Energy policy: Confusion over the Government’s energy policy continued after Prime Minister David Cameron seemed to back down on a pledge to ensure energy companies charged consumers their cheapest rates. Earlier, Energy Secretary Ed Davey had said that the forthcoming Energy Bill would oblige companies to offer their best deal, not the cheapest rate. (The Herald page 1, The Scotsman page 1, The Times page 1, Daily Express page 1)
SNP and Nato: The SNP is planning to overturn historical opposition to Nato at its party conference today. However, Lord Robertson, former secretary general of Nato attacked the move, calling into question whether the defence organisation would accept a non-nuclear power. Winnie Ewing embraced the move by the SNP, citing Norway’s successful involvement in Nato without nuclear weapons. (The Herald page 6, The Scotsman page 7, The Times page 6, The Telegraph page 7, Financial Times page 4)
Spain and Scottish independence: A senior member of Spain’s ruling People’s Party has said that the Spanish government would oppose Scotland’s automatic entry into the European Union following a successful referendum on independence. He confirmed that this position was taken because of separatist movements in Spain. Should Scotland be required to go through the ascension process, it might be obligated to join the Eurozone and take part in the Schengen agreement. (The Scotsman page 6)
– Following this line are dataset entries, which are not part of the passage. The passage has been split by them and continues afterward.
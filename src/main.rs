//! Particula - headless SPH dam break demo
//!
//! Drops a jittered block of fluid into an open box and logs progress until
//! the configured number of steps has run.

use bevy::log::LogPlugin;
use bevy::math::DVec3;
use bevy::prelude::*;
use particula::prelude::*;

/// Steps simulated before the demo exits.
const DEMO_STEPS: u64 = 600;
/// Steps between progress reports.
const REPORT_EVERY: u64 = 50;
/// Half extent of the container on x and z.
const BOX_HALF: f64 = 6.0;

fn main() {
    App::new()
        .add_plugins(MinimalPlugins)
        .add_plugins(LogPlugin::default())
        .add_plugins(SimulationPlugin::with_params(
            SimParams::fluid()
                .with_timestep(0.01)
                .with_response(0.5, 0.0)
                .with_sph(SphParams::water().with_max_particles(4096)),
        ))
        .add_systems(Startup, setup_scene)
        .add_systems(Update, report_progress)
        .run();
}

/// Replace the empty simulation with the dam break scene.
fn setup_scene(params: Res<SimParams>, mut simulation: ResMut<Simulation>) {
    let corner = DVec3::new(-BOX_HALF + 1.0, 5.0, -BOX_HALF + 1.0);
    let block = ParticleBlock::new([10, 10, 10], 1.0, corner).with_jitter(0.5, 0x5eed);

    match Simulation::fluid_scene(&params, &block, BOX_HALF) {
        Ok(scene) => {
            info!(
                "dam break: {} particles, {} colliders, integrator {}",
                scene.system.num_particles(),
                scene.colliders.len(),
                scene.integrator.name()
            );
            *simulation = scene;
        }
        Err(err) => error!("could not build scene: {}", err),
    }
}

/// Log simulation progress and exit once enough steps have run.
fn report_progress(
    simulation: Res<Simulation>,
    last: Res<LastTick>,
    mut reported: Local<u64>,
    mut exit: MessageWriter<AppExit>,
) {
    let steps = simulation.steps;
    if steps >= *reported + REPORT_EVERY {
        *reported = steps - steps % REPORT_EVERY;
        let particles = simulation.system.particles();
        let mean_density =
            particles.iter().map(|p| p.density).sum::<f64>() / particles.len().max(1) as f64;
        info!(
            "step {} t={:.2}s: {} collisions, max speed {:.2}, mean density {:.3}",
            steps,
            simulation.system.time(),
            last.0.collisions,
            last.0.max_speed,
            mean_density
        );
    }

    if steps >= DEMO_STEPS {
        info!("finished {} steps", steps);
        exit.write(AppExit::Success);
    }
}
Referendum and Europe: Writing in the Scotsman, George Kerevan reflects on the implications of Scotland’s independence vote for the rest of Europe, particularly European member states with nationalist movements of their own.
Salmond at SNP conference: Speaking yesterday to the SNP conference at Perth, the First Minister has vowed to “end the nonsense” of UK rule. Chairman of the Yes Campaign, Blair Jenkins and Deputy First Minister Nicola Sturgeon will speak today. (The Herald page 6, The Scotsman page 6, The Times page 6, The Telegraph page 7, Daily Express page 2, The Guardian page 6, Daily Mail page 6)
Section 30 order: Lord Forsyth requested that the Scottish Government publish the Referendum Bill prior to Westminster’s approval of the Section 30 Order as a “constitutional courtesy.” This, he said, would allow for an informed debate and ease worries amongst ministers that the referendum would be “more rigged than the Cutty Sark” (The Herald page 6)
Referendum debate: Writing in the Scotsman, Joyce McMillan explains that in the face of declining support for independence, Alex Salmond needs to reach out to a broader range of civil society.
Financial regulator and RBS: The Financial Services Authority faced criticism from MPs for its management of the failure of RBS. The report by the Treasury Select Committee found that the FSA should have intervened in RBS’s takeover of Dutch rival ABM Amro. (The Scotsman page 1)
Rangers sale: Former Rangers owner Craig Whyte is preparing to claim millions from the sale of Rangers assets. However, an analysis by administrators Duff & Phelps indicates that the company believes that Whyte is not owed anything. (The Herald page 1)
Human trafficking legislation: Justice Secretary Kenny MacAskill introduced statutory aggravations which can be added to existing charges. These charges will allow for harsher sentencing for those involved in activities related to human trafficking. Statistics indicate a rising number of victims in the UK. In 2011, 93 people were reported as suspected trafficking victims in Scotland. (The Herald page 2, The Scotsman page 18, The Times page 9, Daily Express page 12)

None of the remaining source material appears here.